Sir, - As Seamus Martin points out (News Features, January 27th), Ireland did not commemorate Holocaust Memorial Day. This omission occurred despite an Irish Government commitment at the International Holocaust Forum in Stockholm last year to educate people on the horrors of genocide. One of the main aims of the forum was to link everyday experiences of racist prejudice (a defining characteristic of Fortress Europe today) with the extremity of what happened in the Holocaust and other genocides. All asylum and immigration procedures which stigmatise and degrade those wishing to come to the EU place us on the dangerous road to unqualified racism. Thugs who harass and beat up those of different race and religion operate in a context of officially sanctioned discrimination and prejudice.
The recent jailing here of Pakistani and Moldovan visitors, despite their holding valid travel papers, indicates the cruel reception which our Government may well afford desperate asylum-seekers without the required documentation.
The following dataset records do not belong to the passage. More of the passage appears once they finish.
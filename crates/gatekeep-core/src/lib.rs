//! gatekeep Core - condition model and shared building blocks
//!
//! This crate provides the types shared by the in-memory evaluator and the
//! SQL translator:
//! - Value types for record data and comparison operands
//! - The condition tree (leaves and AND/OR groups) with validating constructors
//! - The operator registry (in-memory comparison + SQL shape per operator)
//! - Field-address resolution against a caller-supplied schema catalog
//! - Error types

pub mod condition;
pub mod error;
pub mod field;
pub mod registry;
pub mod types;

// Re-export commonly used types
pub use condition::{ConditionGroup, ConditionLeaf, ConditionNode, GroupOperator, Operator};
pub use error::{CoreError, Result};
pub use field::{
    FieldResolver, JoinOn, PartitionSpec, Relationship, ResolvedFieldAddress, SchemaCatalog,
};
pub use registry::{
    parse_datetime, LikePattern, OperatorEntry, OperatorRegistry, SqlShape, TypeMismatch,
};
pub use types::Value;
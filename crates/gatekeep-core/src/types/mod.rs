//! Type system for gatekeep
//!
//! Record data and condition operands share a single dynamic `Value` type.

pub mod value;

pub use value::Value;
//! Evaluation results and traces

mod trace;

pub use trace::ConditionTrace;
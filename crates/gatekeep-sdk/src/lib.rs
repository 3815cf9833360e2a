//! gatekeep SDK
//!
//! Boundary layer over the condition core: assembles persisted
//! conditional-dependency rows into a tree, gates on it in memory and
//! compiles it to SQL, all from one YAML-loadable configuration.

pub mod config;
pub mod dependency;
pub mod error;
pub mod gate;

// Re-export main types
pub use config::GateConfig;
pub use dependency::{build_condition_tree, ConditionType, ConditionalDependencyRow, MAX_TREE_DEPTH};
pub use error::{Result, SdkError};
pub use gate::{DependencyGate, GateDecision};

// Re-export commonly used types from dependencies
pub use gatekeep_core::{ConditionNode, GroupOperator, Operator, SchemaCatalog, Value};
pub use gatekeep_runtime::{ConditionTrace, FlatRow, RecordAccessor, RecordGraph};
pub use gatekeep_sql::{CompiledQuery, Dialect, SelectOptions, UpdateStatement};
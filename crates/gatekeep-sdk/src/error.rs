//! SDK error types

use thiserror::Error;

/// SDK error type
#[derive(Error, Debug)]
pub enum SdkError {
    /// Configuration error
    #[error("Configuration error: {0}")]
    ConfigError(String),

    /// Persisted dependency rows do not form a tree
    #[error("Invalid dependency rows: {0}")]
    InvalidDependencyRows(String),

    /// Condition model error
    #[error("Condition error: {0}")]
    CoreError(#[from] gatekeep_core::CoreError),

    /// Evaluation error
    #[error("Runtime error: {0}")]
    RuntimeError(#[from] gatekeep_runtime::RuntimeError),

    /// SQL generation error
    #[error("SQL error: {0}")]
    SqlError(#[from] gatekeep_sql::SqlError),

    /// YAML error
    #[error("YAML error: {0}")]
    YamlError(#[from] serde_yaml::Error),

    /// I/O error
    #[error("I/O error: {0}")]
    IoError(#[from] std::io::Error),
}

/// Result type for SDK operations
pub type Result<T> = std::result::Result<T, SdkError>;
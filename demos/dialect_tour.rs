//! Dialect tour example
//!
//! Compiles one condition tree for every supported dialect and prints the
//! SQL and bindings side by side, including unsupported-operator reports.

use anyhow::Result;
use gatekeep_sdk::{ConditionNode, Dialect, DependencyGate, GateConfig, Operator, SchemaCatalog, SelectOptions};

fn main() -> Result<()> {
    tracing_subscriber::fmt()
        .with_env_filter(
            tracing_subscriber::EnvFilter::try_from_default_env()
                .unwrap_or_else(|_| "gatekeep_sql=info".into()),
        )
        .init();

    println!("=== Dialect Tour ===\n");

    let tree = ConditionNode::and(vec![
        ConditionNode::or(vec![
            ConditionNode::leaf("status", Operator::Eq, "approved")?,
            ConditionNode::leaf("status", Operator::Eq, "complete")?,
        ])?,
        ConditionNode::leaf("manual_task.assigned_users", Operator::ListContains, "user_42")?,
        ConditionNode::leaf("details.reviewer", Operator::Contains, "50%")?,
    ])?;
    let catalog = SchemaCatalog::new().with_roots(["manual_task_instance", "manual_task"]);
    let options = SelectOptions::new().with_limit(20).with_offset(40);

    for dialect in Dialect::ALL {
        let gate = DependencyGate::new(
            GateConfig::new()
                .with_dialect(dialect)
                .with_catalog(catalog.clone())
                .with_default_root("manual_task_instance"),
        );
        println!("--- {} ---", dialect);
        match gate.select_query(&tree, None, &options) {
            Ok(query) => {
                println!("{}", query.sql_text);
                for name in query.parameter_order(dialect) {
                    println!("  {} = {}", name, query.parameters[name]);
                }
            }
            Err(e) => println!("(not compiled: {})", e),
        }
        println!();
    }

    Ok(())
}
Also, of course, the commemoration would help us here in Ireland to recall the millions of Jews, along with the other victims of more recent genocides, whose suffering, for so long, we chose with our EU partners and the US to deny and appease. As Rabbi Rubenstein said on RTE's Sunday Show recently, if people cannot get to the roots of why the Holocaust occurred, there is every possibility that it will happen again. - Yours, etc.,
Una McNulty, Bray, Co Wicklow.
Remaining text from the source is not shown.